EXERCISE AIM
Return all of the entries exactly, with nothing added or left out.

RECORDS SHOWN
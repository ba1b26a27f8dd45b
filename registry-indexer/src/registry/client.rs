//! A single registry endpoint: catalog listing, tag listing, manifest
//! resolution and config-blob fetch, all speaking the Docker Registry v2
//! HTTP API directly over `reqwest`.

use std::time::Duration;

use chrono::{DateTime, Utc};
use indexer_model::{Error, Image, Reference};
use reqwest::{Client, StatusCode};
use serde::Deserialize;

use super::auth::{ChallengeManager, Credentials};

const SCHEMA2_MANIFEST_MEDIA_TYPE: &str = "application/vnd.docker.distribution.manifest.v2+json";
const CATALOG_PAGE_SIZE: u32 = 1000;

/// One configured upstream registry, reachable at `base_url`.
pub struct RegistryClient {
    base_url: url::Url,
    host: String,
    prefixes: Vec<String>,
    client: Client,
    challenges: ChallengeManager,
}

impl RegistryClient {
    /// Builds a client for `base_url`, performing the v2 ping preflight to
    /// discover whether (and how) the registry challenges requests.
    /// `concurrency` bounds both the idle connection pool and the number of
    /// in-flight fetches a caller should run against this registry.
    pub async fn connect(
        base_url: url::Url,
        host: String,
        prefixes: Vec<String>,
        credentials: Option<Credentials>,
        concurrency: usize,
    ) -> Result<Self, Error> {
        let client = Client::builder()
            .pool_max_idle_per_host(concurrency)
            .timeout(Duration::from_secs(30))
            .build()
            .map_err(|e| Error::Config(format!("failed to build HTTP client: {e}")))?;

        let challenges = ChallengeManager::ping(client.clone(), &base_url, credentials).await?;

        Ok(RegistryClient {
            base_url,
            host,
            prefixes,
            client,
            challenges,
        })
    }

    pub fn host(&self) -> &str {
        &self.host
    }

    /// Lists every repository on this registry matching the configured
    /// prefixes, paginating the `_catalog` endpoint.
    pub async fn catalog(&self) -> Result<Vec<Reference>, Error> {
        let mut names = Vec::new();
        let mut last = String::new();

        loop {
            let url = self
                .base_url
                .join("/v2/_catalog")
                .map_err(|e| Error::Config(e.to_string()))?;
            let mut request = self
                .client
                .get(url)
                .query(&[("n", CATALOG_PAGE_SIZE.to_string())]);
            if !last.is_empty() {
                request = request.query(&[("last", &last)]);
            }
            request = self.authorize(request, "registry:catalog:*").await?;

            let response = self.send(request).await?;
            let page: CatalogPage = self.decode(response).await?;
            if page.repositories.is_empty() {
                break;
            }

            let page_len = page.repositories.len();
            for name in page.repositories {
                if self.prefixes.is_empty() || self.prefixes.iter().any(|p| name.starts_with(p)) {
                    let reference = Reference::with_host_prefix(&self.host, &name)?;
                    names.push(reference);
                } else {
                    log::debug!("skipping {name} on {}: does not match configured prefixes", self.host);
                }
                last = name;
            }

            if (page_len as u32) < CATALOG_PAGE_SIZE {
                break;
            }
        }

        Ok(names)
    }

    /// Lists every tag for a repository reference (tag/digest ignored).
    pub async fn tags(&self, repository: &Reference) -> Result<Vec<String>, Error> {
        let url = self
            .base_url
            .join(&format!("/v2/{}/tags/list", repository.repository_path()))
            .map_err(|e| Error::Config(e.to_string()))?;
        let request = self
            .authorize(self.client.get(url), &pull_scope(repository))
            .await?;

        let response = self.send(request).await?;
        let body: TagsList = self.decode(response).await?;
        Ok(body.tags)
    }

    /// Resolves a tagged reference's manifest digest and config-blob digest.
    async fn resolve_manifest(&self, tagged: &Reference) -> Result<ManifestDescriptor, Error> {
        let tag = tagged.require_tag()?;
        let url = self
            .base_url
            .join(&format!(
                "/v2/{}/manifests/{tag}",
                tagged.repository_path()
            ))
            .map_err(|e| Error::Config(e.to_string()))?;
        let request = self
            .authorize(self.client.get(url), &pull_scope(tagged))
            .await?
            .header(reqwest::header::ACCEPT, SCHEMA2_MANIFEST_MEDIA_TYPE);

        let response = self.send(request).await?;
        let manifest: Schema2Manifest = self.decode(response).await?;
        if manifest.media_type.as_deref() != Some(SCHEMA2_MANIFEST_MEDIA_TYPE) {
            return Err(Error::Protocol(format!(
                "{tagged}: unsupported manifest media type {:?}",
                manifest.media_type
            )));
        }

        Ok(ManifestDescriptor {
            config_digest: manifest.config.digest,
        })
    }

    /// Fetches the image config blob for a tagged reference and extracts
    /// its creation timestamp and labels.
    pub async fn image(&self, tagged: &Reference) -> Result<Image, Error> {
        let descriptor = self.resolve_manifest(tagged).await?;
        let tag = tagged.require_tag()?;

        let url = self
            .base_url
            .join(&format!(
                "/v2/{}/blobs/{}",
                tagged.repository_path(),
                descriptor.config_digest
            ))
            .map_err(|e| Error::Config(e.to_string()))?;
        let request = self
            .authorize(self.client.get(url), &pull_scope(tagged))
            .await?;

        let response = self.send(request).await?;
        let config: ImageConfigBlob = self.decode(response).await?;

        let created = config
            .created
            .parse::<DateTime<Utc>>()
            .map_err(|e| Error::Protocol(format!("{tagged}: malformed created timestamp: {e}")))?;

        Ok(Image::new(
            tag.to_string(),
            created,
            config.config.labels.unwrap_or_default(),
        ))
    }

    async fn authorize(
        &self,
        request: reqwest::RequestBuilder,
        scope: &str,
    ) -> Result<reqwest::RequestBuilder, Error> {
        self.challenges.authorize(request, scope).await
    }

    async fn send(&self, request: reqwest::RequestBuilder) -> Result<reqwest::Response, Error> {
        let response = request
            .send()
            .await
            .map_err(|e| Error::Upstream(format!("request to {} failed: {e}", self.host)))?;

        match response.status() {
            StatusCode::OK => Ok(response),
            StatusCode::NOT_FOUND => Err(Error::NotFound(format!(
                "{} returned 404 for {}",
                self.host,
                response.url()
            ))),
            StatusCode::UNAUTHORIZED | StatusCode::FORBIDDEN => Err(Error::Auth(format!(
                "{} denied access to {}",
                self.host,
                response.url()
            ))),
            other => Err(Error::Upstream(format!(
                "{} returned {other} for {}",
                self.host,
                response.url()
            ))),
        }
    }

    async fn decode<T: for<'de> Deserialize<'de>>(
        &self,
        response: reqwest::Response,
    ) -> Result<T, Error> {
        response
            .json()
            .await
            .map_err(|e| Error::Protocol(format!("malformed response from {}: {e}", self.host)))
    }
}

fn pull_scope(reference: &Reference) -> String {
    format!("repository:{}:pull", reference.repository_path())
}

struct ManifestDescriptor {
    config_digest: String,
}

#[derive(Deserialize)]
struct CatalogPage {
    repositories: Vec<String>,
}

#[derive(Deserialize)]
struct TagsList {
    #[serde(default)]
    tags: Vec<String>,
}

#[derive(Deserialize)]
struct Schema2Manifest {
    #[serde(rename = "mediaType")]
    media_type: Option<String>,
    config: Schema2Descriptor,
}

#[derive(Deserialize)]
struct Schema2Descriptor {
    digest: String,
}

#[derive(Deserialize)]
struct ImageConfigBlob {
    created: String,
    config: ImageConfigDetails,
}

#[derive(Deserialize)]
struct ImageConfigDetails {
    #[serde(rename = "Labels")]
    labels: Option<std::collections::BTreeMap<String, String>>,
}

YOUR SOLUTION
repository ba1b26a27f8dd45b
filename registry-indexer/src/registry/client.rs
//! A single registry endpoint: catalog listing, tag listing, manifest
//! resolution and config-blob fetch, all speaking the Docker Registry v2
//! HTTP API directly over `reqwest`.

use std::time::Duration;

use chrono::{DateTime, Utc};
use indexer_model::{Error, Image, Reference};
use reqwest::{Client, StatusCode};
use serde::Deserialize;

use super::auth::{ChallengeManager, Credentials};

const SCHEMA2_MANIFEST_MEDIA_TYPE: &str = "application/vnd.docker.distribution.manifest.v2+json";
const CATALOG_PAGE_SIZE: u32 = 1000;

/// One configured upstream registry, reachable at `base_url`.
pub struct RegistryClient {
    base_url: url::Url,
    host: String,
    prefixes: Vec<String>,
    client: Client,
    challenges: ChallengeManager,
}

impl RegistryClient {
    /// Builds a client for `base_url`, performing the v2 ping preflight to
    /// discover whether (and how) the registry challenges requests.
    /// `concurrency` bounds both the idle connection pool and the number of
    /// in-flight fetches a caller should run against this registry.
    pub async fn connect(
        base_url: url::Url,
        host: String,
        prefixes: Vec<String>,
        credentials: Option<Credentials>,
        concurrency: usize,
    ) -> Result<Self, Error> {
        let client = Client::builder()
            .pool_max_idle_per_host(concurrency)
            .timeout(Duration::from_secs(30))
            .build()
            .map_err(|e| Error::Config(format!("failed to build HTTP client: {e}")))?;

        let challenges = ChallengeManager::ping(client.clone(), &base_url, credentials).await?;

        Ok(RegistryClient {
            base_url,
            host,
            prefixes,
            client,
            challenges,
        })
    }

    pub fn host(&self) -> &str {
        &self.host
    }

    /// Lists every repository on this registry matching the configured
    /// prefixes, paginating the `_catalog` endpoint.
    pub async fn catalog(&self) -> Result<Vec<Reference>, Error> {
        let mut names = Vec::new();
        let mut last = String::new();

        loop {
            let url = self
                .base_url
                .join("/v2/_catalog")
                .map_err(|e| Error::Config(e.to_string()))?;
            let mut request = self
                .client
                .get(url)
                .query(&[("n", CATALOG_PAGE_SIZE.to_string())]);
            if !last.is_empty() {
                request = request.query(&[("last", &last)]);
            }
            request = self.authorize(request, "registry:catalog:*").await?;

            let response = self.send(request).await?;
            let page: CatalogPage = self.decode(response).await?;
            if page.repositories.is_empty() {
                break;
            }

            let page_len = page.repositories.len();
            for name in page.repositories {
                if self.prefixes.is_empty() || self.prefixes.iter().any(|p| name.starts_with(p)) {
                    let reference = Reference::with_host_prefix(&self.host, &name)?;
                    names.push(reference);
                } else {
                    log::debug!("skipping {name} on {}: does not match configured prefixes", self.host);
                }
                last = name;
            }

            if (page_len as u32) < CATALOG_PAGE_SIZE {
                break;
            }
        }

        Ok(names)
    }

    /// Lists every tag for a repository reference (tag/digest ignored).
    pub async fn tags(&self, repository: &Reference) -> Result<Vec<String>, Error> {
        let url = self
            .base_url
            .join(&format!("/v2/{}/tags/list", repository.repository_path()))
            .map_err(|e| Error::Config(e.to_string()))?;
        let request = self
            .authorize(self.client.get(url), &pull_scope(repository))
            .await?;

        let response = self.send(request).await?;
        let body: TagsList = self.decode(response).await?;
        Ok(body.tags)
    }

    /// Resolves a tagged reference's manifest digest and config-blob digest.
    async fn resolve_manifest(&self, tagged: &Reference) -> Result<ManifestDescriptor, Error> {
        let tag = tagged.require_tag()?;
        let url = self
            .base_url
            .join(&format!(
                "/v2/{}/manifests/{tag}",
                tagged.repository_path()
            ))
            .map_err(|e| Error::Config(e.to_string()))?;
        let request = self
            .authorize(self.client.get(url), &pull_scope(tagged))
            .await?
            .header(reqwest::header::ACCEPT, SCHEMA2_MANIFEST_MEDIA_TYPE);

        let response = self.send(request).await?;
        let manifest: Schema2Manifest = self.decode(response).await?;
        if manifest.media_type.as_deref() != Some(SCHEMA2_MANIFEST_MEDIA_TYPE) {
            return Err(Error::Protocol(format!(
                "{tagged}: unsupported manifest media type {:?}",
                manifest.media_type
            )));
        }

        Ok(ManifestDescriptor {
            config_digest: manifest.config.digest,
        })
    }

    /// Fetches the image config blob for a tagged reference and extracts
    /// its creation timestamp and labels.
    pub async fn image(&self, tagged: &Reference) -> Result<Image, Error> {
        let descriptor = self.resolve_manifest(tagged).await?;
        let tag = tagged.require_tag()?;

        let url = self
            .base_url
            .join(&format!(
                "/v2/{}/blobs/{}",
                tagged.repository_path(),
                descriptor.config_digest
            ))
            .map_err(|e| Error::Config(e.to_string()))?;
        let request = self
            .authorize(self.client.get(url), &pull_scope(tagged))
            .await?;

        let response = self.send(request).await?;
        let config: ImageConfigBlob = self.decode(response).await?;

        let created = config
            .created
            .parse::<DateTime<Utc>>()
            .map_err(|e| Error::Protocol(format!("{tagged}: malformed created timestamp: {e}")))?;

        Ok(Image::new(
            tag.to_string(),
            created,
            config.config.labels.unwrap_or_default(),
        ))
    }

    async fn authorize(
        &self,
        request: reqwest::RequestBuilder,
        scope: &str,
    ) -> Result<reqwest::RequestBuilder, Error> {
        self.challenges.authorize(request, scope).await
    }

    async fn send(&self, request: reqwest::RequestBuilder) -> Result<reqwest::Response, Error> {
        let response = request
            .send()
            .await
            .map_err(|e| Error::Upstream(format!("request to {} failed: {e}", self.host)))?;

        match response.status() {
            StatusCode::OK => Ok(response),
            StatusCode::NOT_FOUND => Err(Error::NotFound(format!(
                "{} returned 404 for {}",
                self.host,
                response.url()
            ))),
            StatusCode::UNAUTHORIZED | StatusCode::FORBIDDEN => Err(Error::Auth(format!(
                "{} denied access to {}",
                self.host,
                response.url()
            ))),
            other => Err(Error::Upstream(format!(
                "{} returned {other} for {}",
                self.host,
                response.url()
            ))),
        }
    }

    async fn decode<T: for<'de> Deserialize<'de>>(
        &self,
        response: reqwest::Response,
    ) -> Result<T, Error> {
        response
            .json()
            .await
            .map_err(|e| Error::Protocol(format!("malformed response from {}: {e}", self.host)))
    }
}

fn pull_scope(reference: &Reference) -> String {
    format!("repository:{}:pull", reference.repository_path())
}

struct ManifestDescriptor {
    config_digest: String,
}

#[derive(Deserialize)]
struct CatalogPage {
    repositories: Vec<String>,
}

#[derive(Deserialize)]
struct TagsList {
    #[serde(default)]
    tags: Vec<String>,
}

#[derive(Deserialize)]
struct Schema2Manifest {
    #[serde(rename = "mediaType")]
    media_type: Option<String>,
    config: Schema2Descriptor,
}

#[derive(Deserialize)]
struct Schema2Descriptor {
    digest: String,
}

#[derive(Deserialize)]
struct ImageConfigBlob {
    created: String,
    config: ImageConfigDetails,
}

#[derive(Deserialize)]
struct ImageConfigDetails {
    #[serde(rename = "Labels")]
    labels: Option<std::collections::BTreeMap<String, String>>,
}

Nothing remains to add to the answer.